The second season propels its way through more political challenges beginning with Ghana’s President Kwame Nkrumah (Danny Sapani) cozying up to the Russians and concluding with a huge scandal involving a prominent cabinet member, a call girl, and possibly Prince Philip himself that threatens to bring the palace roof crashing down. There is an interesting aside with an “unofficial” visit from American “royalty,” President John Kennedy (Michael C. Hall) and wife Jackie (Jodi Balfour) that spawns an apocryphal private conversation between Elizabeth and Jackie during the latter’s subsequent visit to her sister Lee Radziwill (Skye Hallam).
Elizabeth continues her “on-the-job” training and finds her still new role as monarch to be more difficult than she had ever expected.

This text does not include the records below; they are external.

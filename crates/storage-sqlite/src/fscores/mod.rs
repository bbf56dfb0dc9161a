mod model;
mod repository;

pub use model::{FScoreDB, NewFScoreDB};
pub use repository::FScoreRepository;
//! F-Score (quality) dataset: yearly scores, the raw metrics behind the
//! latest score, and the nine pass/fail criteria.

mod fscores_model;

pub use fscores_model::{FScore, FScoreRecord, FSCORE_COLUMNS};
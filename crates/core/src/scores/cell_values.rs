//! Coercion of raw sheet cells.
//!
//! None of these functions fail: a cell that cannot be coerced becomes `None`
//! (or `false` for flags) and a warning is logged.

use log::warn;

/// Parses a decimal cell. Commas are read as decimal separators.
///
/// Blank cells and unparsable or non-finite values yield `None`.
pub fn parse_numeric(value: &str) -> Option<f64> {
    let trimmed = value.trim();
    if trimmed.is_empty() {
        return None;
    }

    match trimmed.replace(',', ".").parse::<f64>() {
        Ok(parsed) if parsed.is_finite() => Some(parsed),
        _ => {
            warn!("Could not parse value: {}", value);
            None
        }
    }
}

/// Parses a whole-number cell. Decimal notation such as `"3.0"` is rejected.
pub fn parse_integer(value: &str) -> Option<i32> {
    let trimmed = value.trim();
    if trimmed.is_empty() {
        return None;
    }

    match trimmed.parse::<i32>() {
        Ok(parsed) => Some(parsed),
        Err(_) => {
            warn!("Could not parse integer value: {}", value);
            None
        }
    }
}

/// `true` iff the trimmed cell is `1` or `true` in any case.
pub fn parse_boolean(value: &str) -> bool {
    let trimmed = value.trim();
    trimmed == "1" || trimmed.eq_ignore_ascii_case("true")
}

Trying to balance these constant public demands with her domestic life, viewers get to see the Queen gain greater strength and confidence. Prince Philip continues to struggle with his subordinate role while Margaret gets exposed as a willful and self-centered hedonist overshadowed by her older sister.
As was the case in Season 1, for The Crown: Season 2 the screen is again graced by fabulous location shots, this time by Stuart Howell’s crew, throughout the UK that bring the interiors and exteriors of various palaces and castles directly into our homes. Even if the dialogue may be mostly writer Morgan’s invention (there were relatively few records kept in those days), it is never less than skillfully done and comes across as quite credible. As history continues to unfold, the high production values do The Crown justice and whet our appetites once again for Season 3, rumored to be in the offing for late 2018. Highest recommendation.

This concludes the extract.